Meals Matter

Creamy Asparagus Pasta

Contributed By: EatingWell
www.eatingwell.com with permission. Photo by Ken Burris.

Lemon zest ties all the flavors together in this light and creamy pasta. Make it a meal: serve with a salad of sliced fresh mozzarella and cherry tomatoes tossed with a little fresh basil, balsamic vinegar and olive oil.

Ingredients

8 ounces Whole-wheat penne pasta

1 bunch Asparagus, trimmed and cut into 3/4-inch pieces

1 1/2 cups Whole milk

4 teaspoons Whole-grain mustard

4 teaspoons Flour

1/2 teaspoon Salt

1/2 teaspoon Freshly ground pepper

2 teaspoons Extra-virgin olive oil

3 tablespoons Minced garlic

2 teaspoons Minced fresh tarragon or 1/2 teaspoon dried

1 teaspoon Freshly grated lemon zest

2 teaspoons Lemon juice

1/2 cup Grated Parmesan cheese, divided

Preparation

1. Bring a large pot of water to a boil. Add pasta and cook for 3 minutes less than the package directions. Add asparagus and continue cooking until the pasta and asparagus are just tender, 3 minutes more. Drain and return to the pot.

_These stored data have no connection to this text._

impl FilterSchema for IssueFilter {
    fn equals(&self, variable: &str, value: &FilterValue) -> std::result::Result<Query, FilterError> {
        match variable {
            "creator" => Ok(qb::q(
                "issue.creator = ?",
                args![compile::user_email(variable, value)?],
            )),
            "status" => {
                let status: IssueStatus = compile::parse_enum(variable, value)?;
                Ok(qb::q("issue.status = ?", args![status.as_str()]))
            }
            "type" => {
                let issue_type: IssueType = compile::parse_enum(variable, value)?;
                Ok(qb::q("issue.type = ?", args![issue_type.as_str()]))
            }
            "task_type" => {
                let task_type: TaskType = compile::parse_enum(variable, value)?;
                Ok(qb::q(
                    format!("{} = ?)", HAS_TASK_OF_TYPE),
                    args![task_type.as_str()],
                ))
            }
            "labels" => Err(FilterError::unsupported_operator("_==_", variable)),
            _ => Err(FilterError::UnsupportedVariable(variable.to_owned())),
        }
    }

    fn matches(&self, variable: &str, pattern: &str) -> std::result::Result<Query, FilterError> {
        match variable {
            "title" => Ok(compile::matches_query("issue.name", pattern)),
            _ => Err(FilterError::UnsupportedVariable(variable.to_owned())),
        }
    }

    fn in_list(
        &self,
        variable: &str,
        values: &[FilterValue],
    ) -> std::result::Result<Query, FilterError> {
        match variable {
            "status" => {
                let statuses = compile::enum_list::<IssueStatus>(variable, values)?;
                Ok(qb::q("issue.status = ANY(?)", args![statuses]))
            }
            "task_type" => {
                let task_types = compile::enum_list::<TaskType>(variable, values)?;
                Ok(qb::q(
                    format!("{} = ANY(?))", HAS_TASK_OF_TYPE),
                    args![task_types],
                ))
            }
            "labels" => {
                let labels = compile::string_list(variable, values)?;
                Ok(qb::q("issue.payload->'labels' ??| ?::TEXT[]", args![labels]))
            }
            _ => Err(FilterError::unsupported_operator("@in", variable)),
        }
    }

    fn compare(
        &self,
        variable: &str,
        op: CompareOp,
        value: &FilterValue,
    ) -> std::result::Result<Query, FilterError> {
        match variable {
            "create_time" => compile::time_comparison("issue.created_at", variable, op, value),
            _ => Err(FilterError::unsupported_operator(op.function(), variable)),
        }
    }
}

2. Meanwhile, whisk milk, mustard, flour, salt and pepper in a medium bowl. Heat oil in a medium saucepan over medium-high heat. Add garlic and cook, stirring, until fragrant and lightly browned, 30 seconds to 1 minute. Whisk in the milk mixture. Bring to a simmer, stirring constantly, and cook until thickened, 1 to 2 minutes. Stir in tarragon, lemon zest and juice.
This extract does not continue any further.